• Description of the task: Reproduce the entries below exactly, but only from the line containing "has already run." to the line containing "use crate::io::metrics::StepMetrics;", inclusive.
*** Begin section ***
//! Demo agent pipeline behind `lifecycle run`.
//!
//! `plan` → checkpoint `plan_ready` → `execute` → `finalize` → checkpoint
//! `output_ready`. Interrupt decisions are honored at step boundaries, and a
//! resumed session skips the steps it already completed. A checkpoint is
//! offered again on resume unless the step it guards has already run.

use std::thread;

use anyhow::{Result, anyhow, bail};
use serde::Serialize;
use serde_json::{Value, json};
use tracing::info;

use crate::core::hooks::Hooks;
use crate::core::types::{InterruptDecision, StepContext, StepInputs};
use crate::error::LifecycleError;
use crate::interrupt::reasons;
use crate::io::approval::ApprovalGate;
use crate::io::metrics::StepMetrics;
use crate::io::session_store::{SessionRecorder, SessionStatus};
use crate::run::AgentRun;

pub const PLAN: &str = "plan";
pub const EXECUTE: &str = "execute";
pub const FINALIZE: &str = "finalize";
pub const PLAN_READY: &str = "plan_ready";
pub const OUTPUT_READY: &str = "output_ready";

/// Knobs for exercising interrupts and failures from the CLI.
#[derive(Debug, Clone, Default)]
pub struct PipelineOptions {
    /// Send a `user_interrupt` from another thread once this step ends.
    pub pause_after: Option<String>,
    /// Make this step fail.
    pub fail_at: Option<String>,
}

/// Why the pipeline stopped.
#[derive(Debug, Clone, PartialEq, Serialize)]
#[serde(tag = "status", rename_all = "snake_case")]
pub enum PipelineStop {
    Completed { output: Value },
    Paused { after: String },
    Aborted { after: String, reason: String },
}

#[derive(Debug, Clone, PartialEq, Serialize)]
pub struct PipelineOutcome {
    pub session_id: String,
    pub steps_executed: u32,
    pub steps_skipped: u32,
    #[serde(flatten)]
    pub stop: PipelineStop,
}

/// Raised inside the run body to leave it at a step boundary.
#[derive(Debug, thiserror::Error)]
#[error("run stopped after '{after}' ({decision}): {reason}")]
struct StopRequested {
    decision: InterruptDecision,
    after: String,
    reason: String,
}

/// Hooks wiring a recorder, metrics and an approval gate into one run.
///
/// Recorder and metrics both observe steps, so their handlers share the step
/// slots here instead of being installed one after the other.
pub fn demo_hooks(recorder: &SessionRecorder, metrics: &StepMetrics, gate: &ApprovalGate) -> Hooks {
    let (rec_start, rec_end, rec_interrupt) = (recorder.clone(), recorder.clone(), recorder.clone());
    let (metrics_end, metrics_error) = (metrics.clone(), metrics.clone());
    let hooks = Hooks::new()
        .on_step_start(move |state, context| {
            StepMetrics::step_started(state, context);
            rec_start.step_started(&context.step_name)
        })
        .on_step_end(move |state, result| {
            metrics_end.step_ended(state, result);
            rec_end.step_ended(result)
        })
        .on_error(move |state, err, context| {
            metrics_error.error_occurred(state, err, context);
            Ok(())
        })
        .on_interrupt_signal(move |_, reason, _| rec_interrupt.interrupted(reason));
    gate.install(hooks)
}

/// Drive the pipeline for `task` on `run`, persisting progress via `recorder`.
///
/// A paused session is resumed first; a completed one is reported without
/// running anything; an aborted one is refused.
pub fn run_pipeline(
    run: &AgentRun,
    recorder: &SessionRecorder,
    task: &str,
    options: &PipelineOptions,
) -> Result<PipelineOutcome> {
    let record = recorder.record();
    match record.status {
        SessionStatus::Paused => {
            recorder.resume()?;
        }
        SessionStatus::Completed => {
            let total = record.completed_steps.len() as u32;
            return Ok(PipelineOutcome {
                session_id: record.session_id,
                steps_executed: 0,
                steps_skipped: total,
                stop: PipelineStop::Completed {
                    output: recorder.step_output(FINALIZE).unwrap_or(Value::Null),
                },
            });
        }
        SessionStatus::Aborted => {
            bail!(
                "session '{}' was aborted; start a new session",
                record.session_id
            );
        }
        SessionStatus::InProgress => {}
    }

    let mut pipeline = Pipeline {
        run,
        recorder,
        task,
        options,
        executed: 0,
        skipped: 0,
    };
    let result = run.execute(task, |_| pipeline.drive());

    let stop = match result {
        Ok(output) => PipelineStop::Completed { output },
        Err(err) => match err.downcast_ref::<StopRequested>() {
            Some(stop) if stop.decision == InterruptDecision::Pause => PipelineStop::Paused {
                after: stop.after.clone(),
            },
            Some(stop) => PipelineStop::Aborted {
                after: stop.after.clone(),
                reason: stop.reason.clone(),
            },
            None => return Err(err),
        },
    };
    info!(session_id = %run.session_id(), ?stop, "pipeline stopped");
    Ok(PipelineOutcome {
        session_id: run.session_id().to_string(),
        steps_executed: pipeline.executed,
        steps_skipped: pipeline.skipped,
        stop,
    })
}

struct Pipeline<'a> {
    run: &'a AgentRun,
    recorder: &'a SessionRecorder,
    task: &'a str,
    options: &'a PipelineOptions,
    executed: u32,
    skipped: u32,
}

impl Pipeline<'_> {
    fn drive(&mut self) -> Result<Value> {
        let task = self.task.to_string();
        let plan = self.step(PLAN, inputs([("task", json!(task))]), |ctx| {
            let task = ctx.input("task").and_then(Value::as_str).unwrap_or_default();
            Ok(json!({
                "task": task,
                "steps": ["gather context", "draft answer", "review draft"],
            }))
        })?;
        if !self.recorder.record().is_completed(EXECUTE) {
            self.checkpoint(PLAN_READY, &plan)?;
        }

        let results = self.step(EXECUTE, inputs([("plan", plan)]), |ctx| {
            let steps = ctx
                .input("plan")
                .and_then(|plan| plan.get("steps"))
                .and_then(Value::as_array)
                .ok_or_else(|| anyhow!("plan has no steps"))?;
            let done: Vec<Value> = steps
                .iter()
                .filter_map(Value::as_str)
                .map(|step| json!(format!("done: {step}")))
                .collect();
            Ok(json!({ "results": done }))
        })?;

        let summary = self.step(
            FINALIZE,
            inputs([("task", json!(task)), ("results", results)]),
            |ctx| {
                let count = ctx
                    .input("results")
                    .and_then(|r| r.get("results"))
                    .and_then(Value::as_array)
                    .map_or(0, Vec::len);
                let task = ctx.input("task").and_then(Value::as_str).unwrap_or_default();
                Ok(json!({ "summary": format!("{task}: {count} planned steps completed") }))
            },
        )?;
        self.checkpoint(OUTPUT_READY, &summary)?;

        self.recorder.set_status(SessionStatus::Completed)?;
        Ok(summary)
    }

    /// Run one step unless the session already completed it, in which case
    /// its recorded output is returned.
    fn step<F>(&mut self, name: &str, step_inputs: StepInputs, body: F) -> Result<Value>
    where
        F: FnOnce(&StepContext) -> Result<Value>,
    {
        if self.recorder.record().is_completed(name) {
            info!(step = name, "already completed; skipping");
            self.skipped += 1;
            return Ok(self.recorder.step_output(name).unwrap_or(Value::Null));
        }

        let fail = self.options.fail_at.as_deref() == Some(name);
        let outcome = self.run.execute_step_with(name, step_inputs, |ctx| {
            if fail {
                bail!("simulated failure in step '{}'", ctx.step_name);
            }
            body(ctx)
        });
        let output = match outcome {
            Ok(output) => output,
            Err(err) => {
                let reason = format!("{err:#}");
                let data = json!({ "step": name, "error": reason });
                let decision = self.run.send_interrupt(reasons::ERROR, &data)?;
                if decision.stops_run() {
                    return Err(StopRequested {
                        decision,
                        after: name.to_string(),
                        reason,
                    }
                    .into());
                }
                return Err(err);
            }
        };
        self.executed += 1;

        if self.options.pause_after.as_deref() == Some(name) {
            let run = self.run;
            let data = json!({ "after": name });
            thread::scope(|scope| {
                scope
                    .spawn(|| run.send_interrupt(reasons::USER_INTERRUPT, &data))
                    .join()
                    .map_err(|_| anyhow!("interrupt sender panicked"))?
            })?;
        }
        self.boundary(name)?;
        Ok(output)
    }

    /// Stop here if an interrupt paused or aborted the session.
    fn boundary(&self, after: &str) -> Result<()> {
        let decision = match self.recorder.record().status {
            SessionStatus::Paused => InterruptDecision::Pause,
            SessionStatus::Aborted => InterruptDecision::Abort,
            _ => return Ok(()),
        };
        Err(StopRequested {
            decision,
            after: after.to_string(),
            reason: "interrupt received".to_string(),
        }
        .into())
    }

    fn checkpoint(&self, name: &str, data: &Value) -> Result<()> {
        match self.run.offer_checkpoint(name, data) {
            Ok(()) => Ok(()),
            Err(err) if LifecycleError::is_checkpoint_rejected(&err) => {
                self.recorder.set_status(SessionStatus::Aborted)?;
                Err(StopRequested {
                    decision: InterruptDecision::Abort,
                    after: name.to_string(),
                    reason: format!("{err:#}"),
                }
                .into())
            }
            Err(err) => Err(err),
        }
    }
}

fn inputs<const N: usize>(pairs: [(&str, Value); N]) -> StepInputs {
    pairs
        .into_iter()
        .map(|(key, value)| (key.to_string(), value))
        .collect()
}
*** End section ***
• Reply:
//! offered again on resume unless the step it guards has already run.

use std::thread;

use anyhow::{Result, anyhow, bail};
use serde::Serialize;
use serde_json::{Value, json};
use tracing::info;

use crate::core::hooks::Hooks;
use crate::core::types::{InterruptDecision, StepContext, StepInputs};
use crate::error::LifecycleError;
use crate::interrupt::reasons;
use crate::io::approval::ApprovalGate;
use crate::io::metrics::StepMetrics;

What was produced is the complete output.